What you need to do
Using the data beneath this instruction, retype only the lines from the one that contains "let len = LenType::from_be_bytes(len_buf)" down to the one that contains "pub use adam::Adam;", both included, exactly as they appear.

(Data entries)
((

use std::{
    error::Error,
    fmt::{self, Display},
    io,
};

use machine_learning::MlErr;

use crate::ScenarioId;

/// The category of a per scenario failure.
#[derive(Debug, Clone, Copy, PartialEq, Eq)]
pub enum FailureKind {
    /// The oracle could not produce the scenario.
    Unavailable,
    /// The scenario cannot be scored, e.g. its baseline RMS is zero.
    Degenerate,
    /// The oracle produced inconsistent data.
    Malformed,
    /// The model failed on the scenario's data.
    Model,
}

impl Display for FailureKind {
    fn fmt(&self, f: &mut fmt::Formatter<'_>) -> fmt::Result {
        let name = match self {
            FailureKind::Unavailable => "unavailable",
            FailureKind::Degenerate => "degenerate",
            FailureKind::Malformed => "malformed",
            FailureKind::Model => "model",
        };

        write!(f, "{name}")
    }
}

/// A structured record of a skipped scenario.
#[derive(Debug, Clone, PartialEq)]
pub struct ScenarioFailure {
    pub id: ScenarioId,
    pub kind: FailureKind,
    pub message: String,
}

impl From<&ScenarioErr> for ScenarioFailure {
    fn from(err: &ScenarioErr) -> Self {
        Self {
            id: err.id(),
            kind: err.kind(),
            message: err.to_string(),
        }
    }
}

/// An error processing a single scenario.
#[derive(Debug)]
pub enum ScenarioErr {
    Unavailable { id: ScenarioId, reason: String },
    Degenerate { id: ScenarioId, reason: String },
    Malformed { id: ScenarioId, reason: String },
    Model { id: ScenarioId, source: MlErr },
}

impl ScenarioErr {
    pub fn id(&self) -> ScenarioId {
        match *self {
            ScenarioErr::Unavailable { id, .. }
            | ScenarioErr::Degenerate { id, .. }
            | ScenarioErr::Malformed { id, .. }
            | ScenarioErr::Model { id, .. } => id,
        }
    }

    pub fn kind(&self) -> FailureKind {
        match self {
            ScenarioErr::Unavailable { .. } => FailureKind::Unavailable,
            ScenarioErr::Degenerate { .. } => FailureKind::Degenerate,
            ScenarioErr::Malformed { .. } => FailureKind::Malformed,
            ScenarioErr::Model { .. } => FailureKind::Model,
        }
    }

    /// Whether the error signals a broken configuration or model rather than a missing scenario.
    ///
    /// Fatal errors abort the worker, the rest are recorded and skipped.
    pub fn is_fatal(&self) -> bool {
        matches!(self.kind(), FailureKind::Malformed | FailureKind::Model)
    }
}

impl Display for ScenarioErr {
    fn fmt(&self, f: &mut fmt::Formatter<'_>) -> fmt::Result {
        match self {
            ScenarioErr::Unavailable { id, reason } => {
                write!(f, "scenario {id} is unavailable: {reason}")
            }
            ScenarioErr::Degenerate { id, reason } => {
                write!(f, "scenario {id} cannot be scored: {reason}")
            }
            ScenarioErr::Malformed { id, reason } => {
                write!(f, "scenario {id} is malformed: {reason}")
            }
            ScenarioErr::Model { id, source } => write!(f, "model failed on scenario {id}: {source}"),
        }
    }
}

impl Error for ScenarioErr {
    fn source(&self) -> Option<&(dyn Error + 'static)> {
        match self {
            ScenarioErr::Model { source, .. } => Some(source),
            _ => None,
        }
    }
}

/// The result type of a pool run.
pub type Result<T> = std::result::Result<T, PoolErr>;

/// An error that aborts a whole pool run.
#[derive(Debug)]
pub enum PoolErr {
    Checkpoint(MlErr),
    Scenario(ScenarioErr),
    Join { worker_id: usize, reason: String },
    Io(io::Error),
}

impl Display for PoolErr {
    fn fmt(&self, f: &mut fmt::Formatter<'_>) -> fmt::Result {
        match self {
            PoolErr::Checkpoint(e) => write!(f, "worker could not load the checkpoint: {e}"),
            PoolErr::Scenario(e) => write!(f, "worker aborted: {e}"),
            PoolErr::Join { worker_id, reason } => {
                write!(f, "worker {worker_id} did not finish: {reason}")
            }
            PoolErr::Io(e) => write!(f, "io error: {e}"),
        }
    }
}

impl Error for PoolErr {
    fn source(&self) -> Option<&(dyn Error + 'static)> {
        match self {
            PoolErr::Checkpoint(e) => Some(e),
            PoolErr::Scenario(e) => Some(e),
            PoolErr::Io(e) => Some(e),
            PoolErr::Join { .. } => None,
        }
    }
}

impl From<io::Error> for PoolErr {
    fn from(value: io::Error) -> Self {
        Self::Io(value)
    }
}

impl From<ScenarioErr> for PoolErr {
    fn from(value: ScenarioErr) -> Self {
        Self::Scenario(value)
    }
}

))
((

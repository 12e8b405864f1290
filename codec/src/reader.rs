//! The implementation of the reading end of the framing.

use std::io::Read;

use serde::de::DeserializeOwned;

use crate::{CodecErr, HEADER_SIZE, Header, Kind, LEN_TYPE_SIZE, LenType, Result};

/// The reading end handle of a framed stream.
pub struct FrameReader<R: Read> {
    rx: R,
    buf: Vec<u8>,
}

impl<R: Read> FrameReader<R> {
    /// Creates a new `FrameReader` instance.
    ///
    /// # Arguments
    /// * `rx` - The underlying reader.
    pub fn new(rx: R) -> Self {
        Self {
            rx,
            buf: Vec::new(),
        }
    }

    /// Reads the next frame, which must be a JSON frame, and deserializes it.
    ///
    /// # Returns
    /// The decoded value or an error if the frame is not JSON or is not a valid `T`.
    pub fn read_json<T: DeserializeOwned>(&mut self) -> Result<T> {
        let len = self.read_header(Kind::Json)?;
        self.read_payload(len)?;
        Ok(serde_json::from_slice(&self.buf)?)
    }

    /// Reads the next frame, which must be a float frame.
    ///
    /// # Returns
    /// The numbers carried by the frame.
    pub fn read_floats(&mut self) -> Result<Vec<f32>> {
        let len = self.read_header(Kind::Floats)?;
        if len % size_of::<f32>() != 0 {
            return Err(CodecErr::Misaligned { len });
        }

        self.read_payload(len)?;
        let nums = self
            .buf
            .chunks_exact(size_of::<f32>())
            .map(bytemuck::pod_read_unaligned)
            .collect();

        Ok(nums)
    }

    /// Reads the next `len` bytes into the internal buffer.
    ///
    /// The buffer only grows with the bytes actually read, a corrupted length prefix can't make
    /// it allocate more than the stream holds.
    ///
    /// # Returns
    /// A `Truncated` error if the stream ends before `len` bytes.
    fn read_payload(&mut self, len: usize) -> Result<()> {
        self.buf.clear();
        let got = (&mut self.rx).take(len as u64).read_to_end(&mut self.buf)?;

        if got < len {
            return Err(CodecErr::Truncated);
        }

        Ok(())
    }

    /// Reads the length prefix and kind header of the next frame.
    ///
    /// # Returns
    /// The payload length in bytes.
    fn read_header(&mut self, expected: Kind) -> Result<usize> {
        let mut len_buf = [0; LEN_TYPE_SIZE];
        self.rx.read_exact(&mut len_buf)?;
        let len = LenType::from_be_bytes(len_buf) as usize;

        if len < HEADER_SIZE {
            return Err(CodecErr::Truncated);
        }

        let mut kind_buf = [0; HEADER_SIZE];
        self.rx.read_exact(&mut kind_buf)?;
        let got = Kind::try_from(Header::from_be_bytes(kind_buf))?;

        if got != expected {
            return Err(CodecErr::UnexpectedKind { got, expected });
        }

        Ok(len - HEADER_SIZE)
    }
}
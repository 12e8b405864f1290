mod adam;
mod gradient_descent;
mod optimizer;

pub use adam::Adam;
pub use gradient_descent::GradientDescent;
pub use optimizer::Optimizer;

))

Task result
        let len = LenType::from_be_bytes(len_buf) as usize;

        if len < HEADER_SIZE {
            return Err(CodecErr::Truncated);
        }

        let mut kind_buf = [0; HEADER_SIZE];
        self.rx.read_exact(&mut kind_buf)?;
        let got = Kind::try_from(Header::from_be_bytes(kind_buf))?;

        if got != expected {
            return Err(CodecErr::UnexpectedKind { got, expected });
        }

        Ok(len - HEADER_SIZE)
    }
}
repository 12e8b405864f1290
mod adam;
mod gradient_descent;
mod optimizer;

pub use adam::Adam;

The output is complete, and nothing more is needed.